VLLM API Base URL (Text, Required when self-hosted): VLLM server endpoint with OpenAI-compatible API.

The URL typically ends with /v1 (e.g., http://your-server:8000/v1, http://localhost:8000/v1). The server must be running and accessible before workflow execution. Variable interpolation is supported.

API Key

API Key (Text, Optional): API key for VLLM server authentication.

Leave empty if no authentication is needed. Variable interpolation with ${variable_name} syntax enables secure credential management.

Dimensions

Dimensions (Number, Optional): Number of dimensions for output embeddings.

Leave empty to use the model's default dimensions. Allows dimension reduction to reduce storage requirements while maintaining quality. Only works with models that implement dimension reduction. Minimum value is 1.

Embedding Context Length

Embedding Context Length (Number, Optional): Maximum tokens the model can process.

Default is 8191. Texts exceeding this length are truncated or rejected depending on the Check Embedding Context Length setting.

Chunk Size

Chunk Size (Number, Optional): Number of texts per API request.

Higher values improve throughput but increase memory usage. Lower values reduce memory usage and allow finer-grained error handling. Minimum value is 1.

Max Retries

Max Retries (Number, Optional): Maximum retry attempts for failed API requests.

The node automatically retries with exponential backoff before giving up. Higher values improve reliability for transient issues. Minimum value is 0 (no retries).

Request Timeout

Request Timeout (Number, Optional): Maximum seconds to wait for API response.

Increase for large batches or slow networks. Prevents workflows from hanging on unresponsive API calls. Minimum value is 1 second.

Show Progress Bar

Show Progress Bar (Toggle, Optional): Display progress indicator during batch operations.

Shows progress information including texts processed and estimated time remaining in execution logs.

Skip Empty Strings

Skip Empty Strings (Toggle, Optional): Automatically skip empty text strings.

When enabled, filters out empty strings before processing, avoiding API errors. Empty strings produce empty embeddings to maintain index alignment.

Check Embedding Context Length*

Check Embedding Context Length (Toggle, Optional): Validate text length before sending to API.
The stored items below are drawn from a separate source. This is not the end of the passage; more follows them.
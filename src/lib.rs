pub mod channel;
pub mod compositor;
pub mod convert;
pub mod demo;
pub mod driver;
pub mod engine;
pub mod error;
pub mod errorlog;
pub mod framebuffer;
pub mod halt;
pub mod settings;
pub mod surface;

// Re-export the driver entry points at the crate root
pub use driver::{find_suggested_clamp_value, render, LoopTiming, RenderContext};
pub use error::{ChannelReadError, DriverError};
pub use errorlog::ErrorLog;
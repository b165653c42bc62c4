use thiserror::Error;

/// Fatal driver errors raised before or during a render
#[derive(Debug, Error)]
pub enum DriverError {
    /// A halt condition was required but none was configured (check error log)
    #[error("missing halt condition (check error log)")]
    MissingHaltCondition,

    /// Scene export / session construction failed
    #[error("session setup failed: {0}")]
    SessionSetup(#[source] anyhow::Error),

    /// The engine refused to start the session
    #[error("session start failed: {0}")]
    SessionStart(#[source] anyhow::Error),

    /// The engine refused to read back the combined image
    #[error("combined image readback failed: {0}")]
    CombinedRead(#[source] anyhow::Error),

    /// The host never declared a "Combined" pass for this layer
    #[error("layer \"{0}\" has no Combined pass")]
    MissingCombinedPass(String),
}

/// Recoverable per-channel failure - caught at channel granularity,
/// logged, never aborts the frame
#[derive(Debug, Error)]
#[error("channel {channel}: {source}")]
pub struct ChannelReadError {
    /// Buffer key of the channel that failed (includes group index for
    /// index-disambiguated channels)
    pub channel: String,
    #[source]
    pub source: anyhow::Error,
}

impl ChannelReadError {
    pub fn new(channel: impl Into<String>, source: anyhow::Error) -> Self {
        Self {
            channel: channel.into(),
            source,
        }
    }
}
use tracing::debug;

use crate::error::RenderError;
use crate::format;
use crate::gradient::{self, Rgba};
use crate::heating::{CostRow, CostTable};
use crate::render::canvas::Canvas;
use crate::render::font;
use crate::render::{RenderOptions, MAX_SCALE};

/// 고정 열 제목. 마지막 열 제목은 사용량 값에 따라 만들어진다.
pub const FIXED_HEADERS: [&str; 6] = [
    "SCOP",
    "1/SCOP",
    "1/SCOP as %",
    "System Type",
    "Fuel",
    "Cost per kWh of heating",
];

pub const COLUMN_COUNT: usize = 7;
pub const SYSTEM_TYPE_COLUMN: usize = 3;
/// 설명 열은 자동 폭의 1.5배로 넓힌다.
pub const SYSTEM_TYPE_WIDEN: f64 = 1.5;

/// 한 행의 표시 내용과 배경.
#[derive(Debug, Clone, PartialEq)]
pub struct LayoutRow {
    pub cells: [String; COLUMN_COUNT],
    pub background: Rgba,
    pub bold: bool,
}

/// 픽셀 단위로 배치가 끝난 표. `rows[0]`은 머리글 행이다.
#[derive(Debug, Clone, PartialEq)]
pub struct TableLayout {
    pub rows: Vec<LayoutRow>,
    pub column_widths: [u32; COLUMN_COUNT],
    pub row_height: u32,
    pub margin: u32,
    pub line: u32,
    pub scale: u32,
}

impl TableLayout {
    pub fn width(&self) -> u32 {
        self.margin * 2 + self.column_widths.iter().sum::<u32>() + self.line
    }

    pub fn height(&self) -> u32 {
        self.margin * 2 + self.row_height * self.rows.len() as u32 + self.line
    }

    /// 셀 영역(x, y, w, h). 격자선 두께를 포함한다.
    pub fn cell_rect(&self, row: usize, col: usize) -> (u32, u32, u32, u32) {
        let x = self.margin + self.column_widths[..col].iter().sum::<u32>();
        let y = self.margin + self.row_height * row as u32;
        (x, y, self.column_widths[col], self.row_height)
    }

    pub fn header(&self) -> &LayoutRow {
        &self.rows[0]
    }

    pub fn data_rows(&self) -> &[LayoutRow] {
        &self.rows[1..]
    }
}

/// 한 데이터 행의 셀 문자열.
pub fn row_cells(row: &CostRow, currency_symbol: &str) -> [String; COLUMN_COUNT] {
    let s = row.system;
    [
        format::format_scop(s.scop),
        format::format_inverse_scop(s.inverse_scop),
        s.inverse_scop_percent.to_string(),
        s.system_type.to_string(),
        s.fuel.label().to_string(),
        format::format_pence(row.cost_per_kwh),
        format::format_currency(row.yearly_cost, currency_symbol),
    ]
}

/// 머리글 행의 셀 문자열.
pub fn header_cells(yearly_usage: f64) -> [String; COLUMN_COUNT] {
    let mut cells: [String; COLUMN_COUNT] = Default::default();
    for (cell, h) in cells.iter_mut().zip(FIXED_HEADERS) {
        *cell = h.to_string();
    }
    cells[COLUMN_COUNT - 1] = format::yearly_cost_header(yearly_usage);
    cells
}

/// 표의 행 내용, 행 색, 열 폭을 결정한다.
pub fn layout(table: &CostTable, options: &RenderOptions) -> TableLayout {
    let scale = options.scale.clamp(1, MAX_SCALE);
    let pad_x = options.cell_padding * scale;
    let pad_y = options.cell_padding * scale;
    let colors = gradient::row_colors_with(&options.gradient, table);

    let mut rows = Vec::with_capacity(table.rows.len() + 1);
    rows.push(LayoutRow {
        cells: header_cells(table.inputs.yearly_usage),
        background: Rgba::WHITE,
        bold: true,
    });
    for (row, color) in table.rows.iter().zip(colors) {
        rows.push(LayoutRow {
            cells: row_cells(row, &options.currency_symbol),
            background: color,
            bold: false,
        });
    }

    let mut column_widths = [0u32; COLUMN_COUNT];
    for row in &rows {
        for (w, cell) in column_widths.iter_mut().zip(&row.cells) {
            *w = (*w).max(font::text_width(cell, scale, row.bold) + 2 * pad_x);
        }
    }
    let natural = column_widths[SYSTEM_TYPE_COLUMN] as f64;
    column_widths[SYSTEM_TYPE_COLUMN] = (natural * SYSTEM_TYPE_WIDEN).round() as u32;

    TableLayout {
        rows,
        column_widths,
        row_height: font::text_height(scale) + 2 * pad_y,
        margin: options.margin * scale,
        line: (scale / 3).max(1),
        scale,
    }
}

/// 배치된 표를 캔버스에 그린다.
pub fn paint(layout: &TableLayout, grid_color: Rgba) -> Result<Canvas, RenderError> {
    let mut canvas = Canvas::new(layout.width(), layout.height(), Rgba::WHITE)?;
    debug!(
        width = canvas.width(),
        height = canvas.height(),
        scale = layout.scale,
        "painting cost table"
    );
    let th = font::text_height(layout.scale);

    for (r, row) in layout.rows.iter().enumerate() {
        for (c, cell) in row.cells.iter().enumerate() {
            let (x, y, w, h) = layout.cell_rect(r, c);
            canvas.fill_rect(x, y, w, h, row.background);
            let tw = font::text_width(cell, layout.scale, row.bold);
            let tx = x + w.saturating_sub(tw) / 2;
            let ty = y + h.saturating_sub(th) / 2;
            canvas.draw_text(tx, ty, cell, layout.scale, Rgba::BLACK, row.bold);
        }
    }

    let (left, top) = (layout.margin, layout.margin);
    let table_w = layout.width() - 2 * layout.margin;
    let table_h = layout.height() - 2 * layout.margin;
    for r in 0..=layout.rows.len() {
        let y = top + layout.row_height * r as u32;
        canvas.draw_hline(left, y, table_w, layout.line, grid_color);
    }
    let mut x = left;
    canvas.draw_vline(x, top, table_h, layout.line, grid_color);
    for w in layout.column_widths {
        x += w;
        canvas.draw_vline(x, top, table_h, layout.line, grid_color);
    }
    Ok(canvas)
}
//! 난방 방식 테이블과 운전비 계산 모듈 모음.

pub mod archetypes;
pub mod running_cost;

pub use archetypes::*;
pub use running_cost::*;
When enabled, checks if text exceeds the Embedding Context Length parameter and prevents sending oversized texts. Helps catch errors early with clear error messages.

Common Parameters

This node supports common parameters shared across workflow nodes, including Stream Output Response, Streaming Messages, and Logging Mode. For detailed information, see Common Parameters.

Best Practices

  • Deploy VLLM server on GPU-equipped infrastructure for optimal performance
  • Enable Use Self-Hosted Model for your own VLLM infrastructure; disable for centralized default configuration
  • Configure Chunk Size based on text length: larger chunks (100-500) for short texts, smaller chunks (10-50) for long texts
  • Enable Max Retries (3-5) for production workflows to handle transient network issues
  • Store VLLM API Base URL in workflow variables for easy switching between development, staging, and production servers
  • Monitor VLLM server resource usage (GPU memory, CPU, network) to identify bottlenecks
  • Use the same model for both document and query embeddings in search systems to ensure vector compatibility

Limitations

  • External server dependency: The node requires a running VLLM server. The workflow fails if the server is unreachable or not responding.
  • Model pre-loading required: Models must be loaded on the VLLM server before use. The node does not load or manage models.
  • Text-only support: The node only supports text embeddings. Image embedding requests fail even though the node accepts multimodal input format.
  • OpenAI API compatibility required: The VLLM server must be configured with OpenAI-compatible API endpoint. Other API formats are not supported.
  • Network latency: Embedding performance depends on network latency between the workflow engine and VLLM server. Co-locate them when possible.
  • Dimension reduction support: The Dimensions parameter only works with models that implement dimension reduction.